» The records

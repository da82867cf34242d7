use std::fs;
use std::path::Path;

use serde::{Deserialize, Serialize};

use crate::error::{Error, Result};
use crate::types::{Coords, PlotKind};

pub const DEFAULT_WINDOW_SIZE: u32 = 32;

/// Plot parameters suitable for JSON presets and the CLI
#[derive(Debug, Clone, PartialEq, Serialize, Deserialize)]
#[serde(default)]
pub struct PlotParams {
    pub plot: PlotKind,
    /// Target long side in pixels; None means the plot kind's default
    pub maxsize: Option<u32>,
    /// Side length of the window cropped around `at`
    pub wsize: u32,
    /// Crop center; when set the image is cropped instead of resized
    pub at: Option<Coords>,
}

impl Default for PlotParams {
    fn default() -> Self {
        Self {
            plot: PlotKind::default(),
            maxsize: None,
            wsize: DEFAULT_WINDOW_SIZE,
            at: None,
        }
    }
}

impl PlotParams {
    /// Read a preset; missing fields take their defaults.
    pub fn from_json_file(path: &Path) -> Result<Self> {
        let text = fs::read_to_string(path)?;
        Ok(serde_json::from_str(&text)?)
    }

    pub fn effective_maxsize(&self) -> u32 {
        self.maxsize.unwrap_or_else(|| self.plot.default_maxsize())
    }

    pub fn validate(&self) -> Result<()> {
        if let Some(0) = self.maxsize {
            return Err(Error::ZeroSize { size: 0 });
        }
        Ok(())
    }
}

#[cfg(test)]
mod tests {
    use super::*;

    #[test]
    fn maxsize_falls_back_to_plot_default() {
        let mut params = PlotParams::default();
        assert_eq!(params.effective_maxsize(), 50);
        params.plot = PlotKind::Contour;
        assert_eq!(params.effective_maxsize(), 600);
        params.maxsize = Some(128);
        assert_eq!(params.effective_maxsize(), 128);
    }

    #[test]
    fn partial_json_preset_uses_defaults() {
        let params: PlotParams =
            serde_json::from_str(r#"{"plot":"surface","at":{"x":4,"y":9}}"#).unwrap();
        assert_eq!(params.plot, PlotKind::Surface);
        assert_eq!(params.at, Some(Coords::new(4, 9)));
        assert_eq!(params.wsize, DEFAULT_WINDOW_SIZE);
        assert_eq!(params.maxsize, None);
    }

    #[test]
    fn zero_maxsize_is_rejected() {
        let params = PlotParams {
            maxsize: Some(0),
            ..Default::default()
        };
        assert!(matches!(params.validate(), Err(Error::ZeroSize { size: 0 })));
        assert!(PlotParams::default().validate().is_ok());
    }
}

» How to complete this task
The expected result is every record above, duplicated exactly.

» Response
repository da82867cf34242d7
use std::fs;
use std::path::Path;

use serde::{Deserialize, Serialize};

use crate::error::{Error, Result};
use crate::types::{Coords, PlotKind};

pub const DEFAULT_WINDOW_SIZE: u32 = 32;

/// Plot parameters suitable for JSON presets and the CLI
#[derive(Debug, Clone, PartialEq, Serialize, Deserialize)]
#[serde(default)]
pub struct PlotParams {
    pub plot: PlotKind,
    /// Target long side in pixels; None means the plot kind's default
    pub maxsize: Option<u32>,
    /// Side length of the window cropped around `at`
    pub wsize: u32,
    /// Crop center; when set the image is cropped instead of resized
    pub at: Option<Coords>,
}

impl Default for PlotParams {
    fn default() -> Self {
        Self {
            plot: PlotKind::default(),
            maxsize: None,
            wsize: DEFAULT_WINDOW_SIZE,
            at: None,
        }
    }
}

impl PlotParams {
    /// Read a preset; missing fields take their defaults.
    pub fn from_json_file(path: &Path) -> Result<Self> {
        let text = fs::read_to_string(path)?;
        Ok(serde_json::from_str(&text)?)
    }

    pub fn effective_maxsize(&self) -> u32 {
        self.maxsize.unwrap_or_else(|| self.plot.default_maxsize())
    }

    pub fn validate(&self) -> Result<()> {
        if let Some(0) = self.maxsize {
            return Err(Error::ZeroSize { size: 0 });
        }
        Ok(())
    }
}

#[cfg(test)]
mod tests {
    use super::*;

    #[test]
    fn maxsize_falls_back_to_plot_default() {
        let mut params = PlotParams::default();
        assert_eq!(params.effective_maxsize(), 50);
        params.plot = PlotKind::Contour;
        assert_eq!(params.effective_maxsize(), 600);
        params.maxsize = Some(128);
        assert_eq!(params.effective_maxsize(), 128);
    }

    #[test]
    fn partial_json_preset_uses_defaults() {
        let params: PlotParams =
            serde_json::from_str(r#"{"plot":"surface","at":{"x":4,"y":9}}"#).unwrap();
        assert_eq!(params.plot, PlotKind::Surface);
        assert_eq!(params.at, Some(Coords::new(4, 9)));
        assert_eq!(params.wsize, DEFAULT_WINDOW_SIZE);
        assert_eq!(params.maxsize, None);
    }

    #[test]
    fn zero_maxsize_is_rejected() {
        let params = PlotParams {
            maxsize: Some(0),
            ..Default::default()
        };
        assert!(matches!(params.validate(), Err(Error::ZeroSize { size: 0 })));
        assert!(PlotParams::default().validate().is_ok());
    }
}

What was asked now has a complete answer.